In the run-up to November’s Assembly election, court rulings have been used as a tool to malign or vindicate the Chhattisgarh chief minister over his “controversial” tribal status.
The BJP recently printed thousands of copies of Shahdol district chief magistrate .S. Dhulia’s order directing police to file an FIR against Jogi. The order to file cases under Sections 420, 467, 468 and 471 of the Indian Penal Code resulted from the petition of Laloo Singh, the state BJP’s rural cell chief.
Singh’s petition alleges that the chief minister filed a false certificate to establish his tribal credentials in order to contest the Lok Sabha elections from the reserved seat of Shahdol in Madhya Pradesh.
Jogi, whose grandfather Dular was allegedly a Satnami Harijan and whose father Kashi Prasad converted to Christianity, has been accused of “cheating and fraud” and other offences.
Arch-rival Vidya Charan Shukla went a step further, getting the Shahdol court order printed in local daily Hari Bhoomi which used harsh terms like “chhal purvak (deceit)”, “beimani (cheating)” and “dhoka (fraud)”.
The septuagenarian Nationalist Congress Party leader also filed a petition in the Supreme Court against Jogi, but it has been rejected. Shukla is unfazed, saying: “I will take it up again as directed by the apex court.”
Jogi’s managers have responded by getting another court observation published.
They said there is nothing new in the Shahdol petition for such complaints have come up before the courts at least four times and proceeded to publish the April 2001 ruling of the Jabalpur bench of Madhya Pradesh High Court in newspapers and on posters.
The bench had not only dismissed Manohar Singh’s public interest litigation, but fined him Rs 10,000 for wasting its time, the managers said.

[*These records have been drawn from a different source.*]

//! BoxAiGateway -- object-safe dynamic dispatch wrapper for AiGateway.
//!
//! 1. Define an object-safe `AiGatewayDyn` trait with boxed futures
//! 2. Blanket-impl `AiGatewayDyn` for all `T: AiGateway`
//! 3. `BoxAiGateway` wraps `Box<dyn AiGatewayDyn>` and delegates

use std::future::Future;
use std::pin::Pin;

use parley_types::gateway::{GatewayError, Turn};

use super::provider::AiGateway;

/// Object-safe version of [`AiGateway`] with boxed futures.
pub trait AiGatewayDyn: Send + Sync {
    fn name(&self) -> &str;

    fn model(&self) -> &str;

    fn generate_boxed<'a>(
        &'a self,
        prior_turns: &'a [Turn],
        prompt: &'a str,
    ) -> Pin<Box<dyn Future<Output = Result<String, GatewayError>> + Send + 'a>>;
}

impl<T: AiGateway> AiGatewayDyn for T {
    fn name(&self) -> &str {
        AiGateway::name(self)
    }

    fn model(&self) -> &str {
        AiGateway::model(self)
    }

    fn generate_boxed<'a>(
        &'a self,
        prior_turns: &'a [Turn],
        prompt: &'a str,
    ) -> Pin<Box<dyn Future<Output = Result<String, GatewayError>> + Send + 'a>> {
        Box::pin(self.generate(prior_turns, prompt))
    }
}

/// Type-erased gateway injected into the chat service.
///
/// Since `AiGateway` uses RPITIT, it cannot be used as a trait object
/// directly. `BoxAiGateway` provides equivalent methods that delegate to the
/// inner `AiGatewayDyn` trait object.
pub struct BoxAiGateway {
    inner: Box<dyn AiGatewayDyn + Send + Sync>,
}

impl BoxAiGateway {
    /// Wrap a concrete `AiGateway` in a type-erased box.
    pub fn new<T: AiGateway + 'static>(gateway: T) -> Self {
        Self {
            inner: Box::new(gateway),
        }
    }

    pub fn name(&self) -> &str {
        self.inner.name()
    }

    pub fn model(&self) -> &str {
        self.inner.model()
    }

    /// Generate a full-text reply for `prompt` given `prior_turns`.
    pub async fn generate(&self, prior_turns: &[Turn], prompt: &str) -> Result<String, GatewayError> {
        self.inner.generate_boxed(prior_turns, prompt).await
    }
}

impl std::fmt::Debug for BoxAiGateway {
    fn fmt(&self, f: &mut std::fmt::Formatter<'_>) -> std::fmt::Result {
        f.debug_struct("BoxAiGateway")
            .field("name", &self.name())
            .field("model", &self.model())
            .finish()
    }
}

But the BJP and Shukla have a different story to tell.
BJP spokesperson Brij Mohan Aggarwal and the NCP leader allege the petitioner must have been set up by Jogi supporters.

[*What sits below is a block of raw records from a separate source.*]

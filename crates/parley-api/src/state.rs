//! Application state wiring all services together.
//!
//! AppState holds the concrete service instances used by both the CLI and
//! the REST API. Services are generic over repository traits; AppState pins
//! them to the SQLite implementations.

use std::path::PathBuf;
use std::sync::Arc;

use parley_core::chat::regenerate::EngineConfig;
use parley_core::chat::service::ChatService;
use parley_core::gateway::box_gateway::BoxAiGateway;
use parley_core::service::user::UserService;
use parley_infra::config::{load_global_config, resolve_api_key};
use parley_infra::filesystem::{ensure_data_dir, resolve_data_dir};
use parley_infra::llm::create_gateway;
use parley_infra::sqlite::chat::SqliteChatRepository;
use parley_infra::sqlite::pool::{DatabasePool, database_url};
use parley_infra::sqlite::user::SqliteUserRepository;
use parley_types::config::GlobalConfig;

pub type ConcreteChatService = ChatService<SqliteChatRepository>;
pub type ConcreteUserService = UserService<SqliteUserRepository>;

/// Shared application state holding all services.
///
/// Cheap to clone: every service sits behind an `Arc`.
#[derive(Clone)]
pub struct AppState {
    pub chat_service: Arc<ConcreteChatService>,
    pub user_service: Arc<ConcreteUserService>,
    pub config: Arc<GlobalConfig>,
    pub data_dir: PathBuf,
    pub db_pool: DatabasePool,
}

impl AppState {
    /// Resolve the data directory, load config, open the database and
    /// build the configured gateway.
    pub async fn init() -> anyhow::Result<Self> {
        let data_dir = resolve_data_dir();
        ensure_data_dir(&data_dir).await?;

        let config = load_global_config(&data_dir).await;
        let api_key = resolve_api_key(&config);
        let gateway = create_gateway(&config.gateway, api_key)?;

        Self::build(data_dir, config, gateway).await
    }

    /// Wire services over an existing data directory and gateway.
    pub async fn build(
        data_dir: PathBuf,
        config: GlobalConfig,
        gateway: BoxAiGateway,
    ) -> anyhow::Result<Self> {
        let db_pool = DatabasePool::new(&database_url(&data_dir)).await?;

        let chat_service = ChatService::new(
            SqliteChatRepository::new(db_pool.clone()),
            gateway,
            EngineConfig::from(&config),
        );
        let user_service = UserService::new(SqliteUserRepository::new(db_pool.clone()));

        tracing::debug!(
            data_dir = %data_dir.display(),
            model = %chat_service.gateway().model(),
            history_limit = config.history_limit,
            "Application state initialized"
        );

        Ok(Self {
            chat_service: Arc::new(chat_service),
            user_service: Arc::new(user_service),
            config: Arc::new(config),
            data_dir,
            db_pool,
        })
    }
}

“The whole thing (petition) was so ill-prepared and poorly drafted that the court threw it away without applying its mind on the merit or demerits of the issue (Jogi’s tribal status),” Aggarwal said.

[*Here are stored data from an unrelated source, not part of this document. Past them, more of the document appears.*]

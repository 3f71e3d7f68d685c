//! Parley CLI and REST API entry point.
//!
//! Binary name: `parley`
//!
//! Parses CLI arguments, initializes tracing, the database and services,
//! then dispatches to a command handler or starts the REST API server.

mod cli;
mod http;
mod state;

use clap::Parser;
use clap_complete::generate;
use parley_observe::tracing_setup::{directive_for, init_tracing, shutdown_tracing};

use cli::{Cli, Commands, ConversationCommand, UserCommand};
use state::AppState;

#[tokio::main]
async fn main() -> anyhow::Result<()> {
    let cli = Cli::parse();

    if let Err(e) = init_tracing(cli.otel, directive_for(cli.verbose, cli.quiet)) {
        eprintln!("Warning: failed to initialize tracing: {e}");
    }

    // Shell completions don't need app state
    if let Commands::Completions { shell } = &cli.command {
        let mut cmd = <Cli as clap::CommandFactory>::command();
        generate(*shell, &mut cmd, "parley", &mut std::io::stdout());
        return Ok(());
    }

    let state = AppState::init().await?;
    let result = run(cli, &state).await;

    state.db_pool.close().await;
    shutdown_tracing();
    result
}

async fn run(cli: Cli, state: &AppState) -> anyhow::Result<()> {
    let json = cli.json;

    match cli.command {
        Commands::Serve { port, host } => serve(state, host, port).await?,

        Commands::User { action } => match action {
            UserCommand::Create { name, email } => {
                cli::user::create_user(state, name, &email, json).await?;
            }
            UserCommand::List => cli::user::list_users(state, json).await?,
        },

        Commands::Conversation { action } => match action {
            ConversationCommand::List {
                user,
                limit,
                offset,
            } => {
                cli::conversation::list_conversations(state, user, limit, offset, json).await?;
            }
            ConversationCommand::Show { id, user } => {
                cli::conversation::show_conversation(state, user, id, json).await?;
            }
        },

        Commands::Send {
            user,
            conversation,
            message,
        } => cli::message::send(state, user, conversation, &message, json).await?,

        Commands::Edit {
            user,
            message_id,
            content,
        } => cli::message::edit(state, user, message_id, &content, json).await?,

        Commands::Regenerate { user, message_id } => {
            cli::message::regenerate(state, user, message_id, json).await?;
        }

        Commands::Versions { user, message_id } => {
            cli::message::versions(state, user, message_id, json).await?;
        }

        Commands::Completions { .. } => {}
    }

    Ok(())
}

async fn serve(state: &AppState, host: Option<String>, port: Option<u16>) -> anyhow::Result<()> {
    let host = host.unwrap_or_else(|| state.config.server.host.clone());
    let port = port.unwrap_or(state.config.server.port);
    let addr = format!("{host}:{port}");

    let router = http::router::build_router(state.clone());
    let listener = tokio::net::TcpListener::bind(&addr).await?;

    println!(
        "  {} Parley API listening on {}",
        console::style("⚡").bold(),
        console::style(format!("http://{addr}")).cyan()
    );
    println!(
        "  {} model {}",
        console::style("·").dim(),
        console::style(state.chat_service.gateway().model()).cyan()
    );
    println!(
        "  {} data {}",
        console::style("·").dim(),
        console::style(state.data_dir.display()).dim()
    );
    println!();

    tracing::info!(%addr, "HTTP server started");

    axum::serve(listener, router)
        .with_graceful_shutdown(shutdown_signal())
        .await?;

    println!("\n  Server stopped.");
    Ok(())
}

/// Resolve on Ctrl+C or SIGTERM.
async fn shutdown_signal() {
    let ctrl_c = async {
        if let Err(e) = tokio::signal::ctrl_c().await {
            tracing::error!("Failed to listen for Ctrl+C: {e}");
            std::future::pending::<()>().await;
        }
    };

    #[cfg(unix)]
    let terminate = async {
        match tokio::signal::unix::signal(tokio::signal::unix::SignalKind::terminate()) {
            Ok(mut signal) => {
                signal.recv().await;
            }
            Err(e) => {
                tracing::error!("Failed to install SIGTERM handler: {e}");
                std::future::pending::<()>().await;
            }
        }
    };

    #[cfg(not(unix))]
    let terminate = std::future::pending::<()>();

    tokio::select! {
        _ = ctrl_c => {},
        _ = terminate => {},
    }

    tracing::info!("Shutdown signal received");
}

The spokesperson said the chief minister was committing “contempt of court” by selectively quoting the judicial pronouncements.
Jogi says he is “pained and anguished” that “non-issues” are being given prominence. He said it was highly insensitive to rake up issues unconnected with politics like the death of his daughter a few years ago.
On Wednesday, Bilaspur High Court refused to take up a petition filed by Swami Agocharanand seeking a CBI probe into the death of Jogi’s daughter.
All eyes are now on a crucial Bilaspur High Court judgment expected next month.
The court is to announce its verdict on Jogi’s status in response to a suit filed by the chief minister seeking the quashing of a National Scheduled Caste and Tribe Commission finding that he was not a tribal.